It is common practice to generate say 16S rRNA gene sequences as part of the identification of bacteria. When you use BLAST to try and identify the organisms you get various stats, including percent identity, score, query coverage etc, as part of the output. My question, which is a simple question actually, is on the decision making process. Lets say you get 90% percent identity to a hit with one sequence, is that enough to assign a taxonomic class. What criteria is used to decide if a sequence belongs to a given genus or species.
Ngonidzashe Mangoma, when analysing bacterial sequences using BLAST, the minimum per cent identity for placement into genus and species is not fixed and depends on various factors. BLAST is a sequence alignment tool that compares query sequences to a database of known sequences. However, genus and species classification typically require a broader range of criteria, such as phylogenetic analysis, sequence features, and biochemical characteristics.

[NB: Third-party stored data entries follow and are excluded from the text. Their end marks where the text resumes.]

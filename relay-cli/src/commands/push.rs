//! `relay push`: plan branch and tag mappings per project and push them.

use anyhow::Result;
use clap::Args;

use relay_core::{ProjectUnit, RefMapping};
use relay_sync::{
    push_unit, GitExecutor, HeadPlanOptions, PushOptions, PushOutcome, Selection, TagPlanOptions,
};

use super::{dispatch, finish, print_report, GlobalArgs, UnitResult, Workspace};

/// Arguments for `relay push`.
#[derive(Args, Debug, Clone)]
pub struct PushArgs {
    /// Projects to push; every project when omitted.
    pub projects: Vec<String>,

    /// Branch, ref or commit id to push instead of the project's revision.
    #[arg(long = "rev", value_name = "REF")]
    pub revisions: Vec<String>,

    /// Push every local branch.
    #[arg(long, conflicts_with = "revisions")]
    pub all_heads: bool,

    /// Push tags as well.
    #[arg(long)]
    pub tags: bool,

    /// Overwrite remote refs that moved.
    #[arg(long)]
    pub force: bool,

    /// Destination name prefix (default: manifest `ref_prefix`).
    #[arg(long, value_name = "PREFIX")]
    pub prefix: Option<String>,

    /// Keep hierarchical branch names instead of their last component.
    #[arg(long)]
    pub fullname: bool,

    /// Tag a pushed commit id with this name as well.
    #[arg(long, value_name = "TAG")]
    pub sha_tag: Option<String>,

    /// Show the mappings without pushing.
    #[arg(long)]
    pub dry_run: bool,
}

impl PushArgs {
    pub fn run(self, global: &GlobalArgs) -> Result<()> {
        let workspace = Workspace::load(global)?;
        let units = workspace.units(&self.projects)?;
        let prefix = self
            .prefix
            .clone()
            .unwrap_or_else(|| workspace.manifest.defaults.ref_prefix.clone());
        let dry_run = self.dry_run;

        let report = dispatch(&workspace.dispatcher(global), units, move |unit| {
            let vcs = GitExecutor::new(&unit.path);
            let result = push_unit(unit, &vcs, &self.options(unit, &prefix));
            UnitResult::from_sync(result, "push", unit.name.as_str())
        })?;

        print_report(&report, global.json, |result| {
            result.describe(|outcome| describe(outcome, dry_run))
        })?;
        finish(&report)
    }

    fn options(&self, unit: &ProjectUnit, prefix: &str) -> PushOptions {
        let selection = if self.all_heads {
            Selection::All
        } else if !self.revisions.is_empty() {
            Selection::Explicit(self.revisions.clone())
        } else {
            match &unit.revision {
                Some(rev) => Selection::Explicit(vec![rev.clone()]),
                None => Selection::All,
            }
        };
        PushOptions {
            heads: Some(HeadPlanOptions {
                selection,
                ref_prefix: prefix.to_string(),
                fullname: self.fullname,
                force: self.force,
                sha_tag: self.sha_tag.clone(),
            }),
            tags: self.tags.then(|| TagPlanOptions {
                ref_prefix: prefix.to_string(),
                force: self.force,
                ..TagPlanOptions::default()
            }),
            dry_run: self.dry_run,
        }
    }
}

fn describe(outcome: &PushOutcome, dry_run: bool) -> String {
    if outcome.mappings.is_empty() {
        return "up to date".to_string();
    }
    let refspecs: Vec<String> = outcome.mappings.iter().map(RefMapping::refspec).collect();
    let verb = if dry_run { "would push" } else { "pushed" };
    format!("{verb}:\n{}", refspecs.join("\n"))
}
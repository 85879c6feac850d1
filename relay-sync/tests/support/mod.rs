//! In-memory `VcsExecutor` for planner tests.

#![allow(dead_code)]

use std::collections::HashMap;
use std::sync::Mutex;

use chrono::{DateTime, Utc};
use relay_sync::{RefMap, VcsError, VcsExecutor};

pub const SHA_A: &str = "aaaaaaaaaaaaaaaaaaaaaaaaaaaaaaaaaaaaaaaa";
pub const SHA_B: &str = "bbbbbbbbbbbbbbbbbbbbbbbbbbbbbbbbbbbbbbbb";
pub const SHA_C: &str = "cccccccccccccccccccccccccccccccccccccccc";

#[derive(Default)]
pub struct FakeVcs {
    pub local_heads: RefMap,
    pub local_tags: RefMap,
    pub remote_heads: RefMap,
    pub remote_tags: RefMap,
    /// Extra revisions `resolve_revision` knows about.
    pub revisions: HashMap<String, String>,
    pub remote_down: bool,
    pub push_fails: bool,
    pub staged: bool,
    pub pushed: Mutex<Vec<(String, Vec<String>)>>,
    pub commits: Mutex<Vec<(String, DateTime<Utc>)>>,
    pub remote_queries: Mutex<usize>,
}

impl FakeVcs {
    pub fn head(mut self, name: &str, sha: &str) -> Self {
        self.local_heads.insert(format!("refs/heads/{name}"), sha.to_string());
        self
    }

    pub fn tag(mut self, name: &str, sha: &str) -> Self {
        self.local_tags.insert(format!("refs/tags/{name}"), sha.to_string());
        self
    }

    pub fn remote_head(mut self, name: &str, sha: &str) -> Self {
        self.remote_heads.insert(format!("refs/heads/{name}"), sha.to_string());
        self
    }

    pub fn remote_tag(mut self, name: &str, sha: &str) -> Self {
        self.remote_tags.insert(format!("refs/tags/{name}"), sha.to_string());
        self
    }

    pub fn pushed(&self) -> Vec<(String, Vec<String>)> {
        self.pushed.lock().unwrap().clone()
    }

    fn remote(&self) -> Result<(), VcsError> {
        *self.remote_queries.lock().unwrap() += 1;
        if self.remote_down {
            return Err(VcsError::Parse {
                program: "git".into(),
                line: "fatal: could not read from remote repository".into(),
            });
        }
        Ok(())
    }
}

impl VcsExecutor for FakeVcs {
    fn list_local_heads(&self) -> Result<RefMap, VcsError> {
        Ok(self.local_heads.clone())
    }

    fn list_local_tags(&self) -> Result<RefMap, VcsError> {
        Ok(self.local_tags.clone())
    }

    fn list_remote_heads(&self, _remote: &str) -> Result<RefMap, VcsError> {
        self.remote()?;
        Ok(self.remote_heads.clone())
    }

    fn list_remote_tags(&self, _remote: &str) -> Result<RefMap, VcsError> {
        self.remote()?;
        Ok(self.remote_tags.clone())
    }

    fn resolve_revision(&self, rev: &str) -> Result<Option<String>, VcsError> {
        if let Some(sha) = self
            .revisions
            .get(rev)
            .or_else(|| self.local_heads.get(rev))
            .or_else(|| self.local_tags.get(rev))
        {
            return Ok(Some(sha.clone()));
        }
        let is_sha = rev.len() == 40 && rev.bytes().all(|b| b.is_ascii_hexdigit());
        Ok(is_sha.then(|| rev.to_string()))
    }

    fn push(&self, remote: &str, refspecs: &[String]) -> Result<(), VcsError> {
        if self.push_fails {
            return Err(VcsError::Parse {
                program: "git".into(),
                line: format!("! [rejected] push to {remote}"),
            });
        }
        self.pushed
            .lock()
            .unwrap()
            .push((remote.to_string(), refspecs.to_vec()));
        Ok(())
    }

    fn stage_all(&self) -> Result<(), VcsError> {
        Ok(())
    }

    fn has_staged_changes(&self) -> Result<bool, VcsError> {
        Ok(self.staged)
    }

    fn commit(&self, message: &str, timestamp: DateTime<Utc>) -> Result<(), VcsError> {
        self.commits
            .lock()
            .unwrap()
            .push((message.to_string(), timestamp));
        Ok(())
    }
}
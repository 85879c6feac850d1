//! `relay discover <root>`: find working copies and optionally add them to
//! the manifest.

use std::path::PathBuf;

use anyhow::{Context, Result};
use clap::Args;
use tabled::{settings::Style, Table, Tabled};

use relay_discover::discover;

use super::{GlobalArgs, Workspace};

/// Arguments for `relay discover`.
#[derive(Args, Debug)]
pub struct DiscoverArgs {
    /// Directory to scan.
    pub root: PathBuf,

    /// How many levels below ROOT to look.
    #[arg(long, default_value_t = 3)]
    pub depth: usize,

    /// Add new working copies to the manifest.
    #[arg(long)]
    pub write: bool,
}

#[derive(Tabled)]
struct RepoRow {
    #[tabled(rename = "name")]
    name: String,
    #[tabled(rename = "path")]
    path: String,
    #[tabled(rename = "remote")]
    remote: String,
}

impl DiscoverArgs {
    pub fn run(self, global: &GlobalArgs) -> Result<()> {
        let root = self
            .root
            .canonicalize()
            .with_context(|| format!("cannot resolve path '{}'", self.root.display()))?;
        let repos = discover(&root, self.depth)
            .with_context(|| format!("failed to scan '{}'", root.display()))?;

        if global.json {
            println!(
                "{}",
                serde_json::to_string_pretty(&repos).context("failed to serialize discover JSON")?
            );
        } else if repos.is_empty() {
            println!("No working copies under '{}'.", root.display());
        } else {
            let rows: Vec<RepoRow> = repos
                .iter()
                .map(|repo| RepoRow {
                    name: repo.name.clone(),
                    path: repo.path.display().to_string(),
                    remote: repo.remote_url.clone().unwrap_or_default(),
                })
                .collect();
            let mut table = Table::new(rows);
            table.with(Style::rounded());
            println!("{table}");
        }

        if !self.write || repos.is_empty() {
            return Ok(());
        }

        let mut workspace = Workspace::load_or_default(global)?;
        let base = workspace.base_dir();
        let base = base.canonicalize().unwrap_or(base);
        let added = repos
            .iter()
            .filter(|repo| workspace.manifest.add_project(repo.to_entry(&base)))
            .count();
        workspace.save()?;
        if !global.json {
            println!(
                "✓ Added {added} project(s) to '{}' ({} already listed)",
                workspace.path.display(),
                repos.len() - added
            );
        }
        Ok(())
    }
}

For 16S rRNA analysis, a commonly used method for bacterial identification, a general guideline suggests a minimum per cent identity of 98.65% for placement into the same species and 95% for placement into the same genus. However, it's important to note that these values can vary depending on the context and specific analysis.
Whole genome sequencing (WGS) provides a more comprehensive approach to bacterial classification. The Genome Taxonomy Database (GTDB) is an increasingly accepted resource for bacterial taxonomy. According to the GTDB, for WGS-based analysis, a 95% average nucleotide identity (ANI) cutoff is often used for species delineation. ANI compares the similarity of the genomes at the nucleotide level. For genus classification, the cutoff may be lower, around 70-75% ANI.
In summary, while BLAST can assist with initial identification, genus and species classification require a combination of methods and criteria. For 16S rRNA analysis, approximate cutoffs are 98.65 % for species and 95% for genera. For WGS-based analysis following GTDB guidelines, cutoffs of 95% ANI are commonly used for species, and lower values around 70-75% ANI for genus classification.